# Spring Has Sprung!



## Camping Fan (Dec 18, 2005)

Despite the fresh 5" of snow that fell yesterday trying to say otherwise







, spring is officially here now - the first sighting for the year of the local great blue heron occurred on the drive home tonight!


----------



## CamperAndy (Aug 26, 2004)

Blue Herons are the bane of my Gold fish pond. They think it is a private sushi bar just for them. As a consequence I have to cover the pond with a bird screen until mid May when they have just as easy pickings at all the local lakes. I have lost a dozen fish in the past 3 years. One of my big ones has a scar down its side from where the bird missed by just a scale.

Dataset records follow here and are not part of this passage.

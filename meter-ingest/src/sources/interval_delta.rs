//! E-mailed load profile (`AP_AM`): `Dátum/Idő;+A;-A`, one row per
//! 15-minute interval, stamped with the interval end, followed by
//! maximum/total footer rows.

use std::collections::{BTreeSet, HashMap};

use meter_domain::domain::{Channel, Reading, SourceFormat};
use time::{Date, Duration, PrimitiveDateTime};

use super::{
    cell,
    cells::{is_summary_cell, parse_stamp, Stamp},
    check_width, number, ParseOptions, RawRow, RawTable, RowTally, Signature,
};
use crate::pipeline::PipelineError;

pub const INTERVAL: Duration = Duration::minutes(15);

pub(crate) fn parse(table: &RawTable, options: &ParseOptions) -> Result<(Vec<Reading>, RowTally), PipelineError> {
    let signature = Signature::of(SourceFormat::IntervalDelta);
    let columns = signature.bind(&table.header)?;
    let (stamp_idx, import_idx, export_idx) = (columns[0], columns[1], columns[2]);

    let mut tally = RowTally::new(SourceFormat::IntervalDelta, table);
    let mut day_rows: HashMap<Date, i32> = HashMap::new();
    let mut seen: BTreeSet<PrimitiveDateTime> = BTreeSet::new();
    let mut readings = Vec::with_capacity(table.rows.len() * 2);

    for row in &table.rows {
        if signature.has_summary_rows && row.cell(stamp_idx).is_some_and(is_summary_cell) {
            tally.summary(row.line);
            continue;
        }

        // The implied slot is taken before any other check so a rejected
        // row does not shift the rest of its day.
        let parsed = end_of_interval(row, stamp_idx, &mut day_rows).and_then(|end| {
            check_width(row, signature.expected_columns())?;
            let import = options.check_delta(number(row, import_idx)?)?;
            let export = options.check_delta(number(row, export_idx)?)?;
            Ok((end, import, export))
        });

        match parsed {
            Ok((end, _, _)) if !seen.insert(end) => {
                tally.skip(row.line, format!("duplicate interval ending {end}"));
            }
            Ok((end, import, export)) => {
                tally.data();
                readings.push(Reading::delta(Channel::Import, end, INTERVAL, import));
                readings.push(Reading::delta(Channel::Export, end, INTERVAL, export));
            }
            Err(reason) => tally.skip(row.line, reason),
        }
    }

    Ok((readings, tally))
}

/// Date-only cells imply the time from row order within that date: the
/// n-th row (0-based) ends at `00:00 + (n + 1) × 15 min`.
fn end_of_interval(row: &RawRow, idx: usize, day_rows: &mut HashMap<Date, i32>) -> Result<PrimitiveDateTime, String> {
    let raw = cell(row, idx)?;
    match parse_stamp(raw) {
        Some(Stamp::At(end)) => Ok(end),
        Some(Stamp::Day(day)) => {
            let n = day_rows.entry(day).or_insert(0);
            *n += 1;
            Ok(day.midnight() + INTERVAL * *n)
        }
        None => Err(format!("unparsable timestamp '{raw}'")),
    }
}
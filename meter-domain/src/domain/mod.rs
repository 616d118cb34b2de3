mod channel;
mod dataset;
mod error;
mod format;
mod reading;
mod resolution;
mod series;
mod statistic;

pub use channel::Channel;
pub use dataset::{Dataset, DatasetMetadata, SkippedRow};
pub use error::DomainError;
pub use format::SourceFormat;
pub use reading::{Reading, ReadingKind};
pub use resolution::Resolution;
pub use series::{ReconciledSeries, Sample};
pub use statistic::StatisticRecord;
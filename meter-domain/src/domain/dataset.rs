use std::collections::BTreeMap;

use time::PrimitiveDateTime;

use super::{Channel, Reading, SourceFormat};

/// A row a parser could not turn into readings.
#[derive(Debug, Clone, PartialEq, Eq)]
#[cfg_attr(feature = "serde", derive(serde::Serialize))]
pub struct SkippedRow {
    /// 1-based line number in the source file.
    pub line: usize,
    pub reason: String,
}

#[derive(Debug, Clone, Default)]
#[cfg_attr(feature = "serde", derive(serde::Serialize))]
pub struct DatasetMetadata {
    /// Caller-supplied name of the input, usually the file name.
    pub source: String,
    /// Detection confidence in `[0, 1]`; `1.0` when the format was forced.
    pub confidence: f64,
    /// Non-blank rows below the header.
    pub total_rows: usize,
    /// Rows that produced at least one reading.
    pub data_rows: usize,
    /// Maximum/total footer rows.
    pub summary_rows: usize,
    /// Well-formed rows for variables outside the dictionary.
    pub ignored_rows: usize,
    pub skipped: Vec<SkippedRow>,
}

impl DatasetMetadata {
    pub fn skipped_rows(&self) -> usize {
        self.skipped.len()
    }
}

/// Output of one parser run. Immutable once built.
#[derive(Debug, Clone)]
pub struct Dataset {
    format: SourceFormat,
    fingerprint: String,
    readings: BTreeMap<Channel, Vec<Reading>>,
    metadata: DatasetMetadata,
}

impl Dataset {
    /// Partitions `readings` by channel and orders each partition by
    /// timestamp (deltas before anchors at equal timestamps).
    pub fn new(
        format: SourceFormat,
        fingerprint: impl Into<String>,
        readings: Vec<Reading>,
        metadata: DatasetMetadata,
    ) -> Self {
        let mut by_channel: BTreeMap<Channel, Vec<Reading>> = BTreeMap::new();
        for r in readings {
            by_channel.entry(r.channel).or_default().push(r);
        }
        for list in by_channel.values_mut() {
            list.sort_by(|a, b| a.at.cmp(&b.at).then(a.kind_rank().cmp(&b.kind_rank())));
        }

        Self {
            format,
            fingerprint: fingerprint.into(),
            readings: by_channel,
            metadata,
        }
    }

    pub fn format(&self) -> SourceFormat {
        self.format
    }

    /// Content hash of the raw input; breaks ties between same-format
    /// datasets independent of the order they were supplied in.
    pub fn fingerprint(&self) -> &str {
        &self.fingerprint
    }

    pub fn metadata(&self) -> &DatasetMetadata {
        &self.metadata
    }

    pub fn readings(&self, channel: Channel) -> &[Reading] {
        self.readings.get(&channel).map(Vec::as_slice).unwrap_or(&[])
    }

    pub fn channels(&self) -> impl Iterator<Item = Channel> + '_ {
        self.readings
            .iter()
            .filter(|(_, list)| !list.is_empty())
            .map(|(c, _)| *c)
    }

    pub fn reading_count(&self) -> usize {
        self.readings.values().map(Vec::len).sum()
    }

    pub fn is_empty(&self) -> bool {
        self.reading_count() == 0
    }

    /// Earliest and latest reading timestamp across all channels.
    pub fn span(&self) -> Option<(PrimitiveDateTime, PrimitiveDateTime)> {
        let first = self.readings.values().filter_map(|l| l.first()).map(|r| r.at).min()?;
        let last = self.readings.values().filter_map(|l| l.last()).map(|r| r.at).max()?;
        Some((first, last))
    }
}
//! Web-portal export: `POD Name;Variable name;Time;Value [kWh]`, one
//! variable per row, hourly deltas interleaved with daily register reads.

use std::collections::{BTreeMap, BTreeSet};

use meter_domain::domain::{Channel, Reading, SourceFormat};
use time::{Duration, PrimitiveDateTime};

use super::{cell, cells::parse_stamp, check_width, number, ParseOptions, RawRow, RawTable, RowTally, Signature};
use crate::pipeline::PipelineError;

/// Delta interval used when a channel has a single delta row.
const DEFAULT_INTERVAL: Duration = Duration::hours(1);

#[derive(Debug, Clone, Copy)]
struct Columns {
    variable: usize,
    time: usize,
    value: usize,
}

#[derive(Debug, Clone, Copy)]
struct PortalRow {
    channel: Channel,
    anchor: bool,
    at: PrimitiveDateTime,
    value: f64,
}

pub(crate) fn parse(table: &RawTable, options: &ParseOptions) -> Result<(Vec<Reading>, RowTally), PipelineError> {
    let signature = Signature::of(SourceFormat::Legacy);
    let bound = signature.bind(&table.header)?;
    let columns = Columns {
        variable: bound[1],
        time: bound[2],
        value: bound[3],
    };

    let mut tally = RowTally::new(SourceFormat::Legacy, table);
    let mut seen = BTreeSet::new();
    let mut anchors = Vec::new();
    let mut labelled = Vec::new();

    for row in &table.rows {
        match read_row(row, columns, signature.expected_columns(), options) {
            Ok(None) => tally.ignored(),
            Ok(Some(r)) => {
                if !seen.insert((r.channel, r.anchor, r.at)) {
                    tally.skip(row.line, format!("duplicate {} reading at {}", r.channel, r.at));
                    continue;
                }
                tally.data();
                if r.anchor {
                    anchors.push(Reading::anchor(r.channel, r.at, r.value));
                } else {
                    labelled.push(r);
                }
            }
            Err(reason) => tally.skip(row.line, reason),
        }
    }

    // Portal delta rows carry the interval start; readings carry the end.
    let intervals = infer_intervals(&labelled);
    let deltas = labelled.iter().map(|r| {
        let interval = intervals.get(&r.channel).copied().unwrap_or(DEFAULT_INTERVAL);
        Reading::delta(r.channel, r.at + interval, interval, r.value)
    });

    Ok((anchors.into_iter().chain(deltas).collect(), tally))
}

fn read_row(
    row: &RawRow,
    columns: Columns,
    width: usize,
    options: &ParseOptions,
) -> Result<Option<PortalRow>, String> {
    check_width(row, width)?;
    let Some((channel, anchor)) = options.variables.classify(cell(row, columns.variable)?) else {
        return Ok(None);
    };

    let raw = cell(row, columns.time)?;
    let at = parse_stamp(raw)
        .ok_or_else(|| format!("unparsable timestamp '{raw}'"))?
        .or_midnight();
    let value = number(row, columns.value)?;
    let value = if anchor {
        options.check_anchor(value)?
    } else {
        options.check_delta(value)?
    };

    Ok(Some(PortalRow {
        channel,
        anchor,
        at,
        value,
    }))
}

/// Smallest spacing between consecutive delta labels, per channel.
fn infer_intervals(rows: &[PortalRow]) -> BTreeMap<Channel, Duration> {
    let mut labels: BTreeMap<Channel, BTreeSet<PrimitiveDateTime>> = BTreeMap::new();
    for r in rows {
        labels.entry(r.channel).or_default().insert(r.at);
    }
    labels
        .into_iter()
        .map(|(channel, stamps)| {
            let step = stamps
                .iter()
                .zip(stamps.iter().skip(1))
                .map(|(a, b)| *b - *a)
                .min()
                .unwrap_or(DEFAULT_INTERVAL);
            (channel, step)
        })
        .collect()
}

I will wait for the first Bambi's to show to know spring is here for us.


----------



## wolfwood (Sep 19, 2005)

GOOD FOR YOU!!!

We're still waiting for our 'sure sign' (the River Otter) to show up _BUT_ the Geese & the Red-winged Blackbirds _are_ back. Of course, we can hear them all arguing and asking why it was sooooo important that THEY beat the Jones' back .... and then sit here in 6" of SNOW!!!


----------



## CdnOutback (Apr 16, 2010)

The Canada Geese are back!! That's the sign for us. Now we'll have to start watching where we step.


----------



## Doxie-Doglover-Too (Jan 25, 2007)

spring sprung a few weeks ago in in the Tri-Cities with some flowers and lots of birdies, including the Quail which I love. The Quail no longer nest at our house because the dogs always get the eggs







. But I love when I see baby Quail (Quails?) running around with the parents, so cute!

I have been in Couer d'alene for the last few days and today outside my bff's house were about 20 Quail . They must have followed me


----------



## luckylynn (Jan 9, 2007)

Camping Fan said:


> Despite the fresh 5" of snow that fell yesterday trying to say otherwise
> 
> 
> 
> ...


Great Blue Heron ? I wondered where ours had all gone! It has been kind of on the cool side here....it got down to 52 F last night and only made it to 75 F today.( just had to throw that in ) So I guess they are flying north for awhile.









Realy I didn't relize the great blue heron whey so far. They are beautiful birds! We enjoy them and the leaser heron too.

Happy Camping......Lynn


----------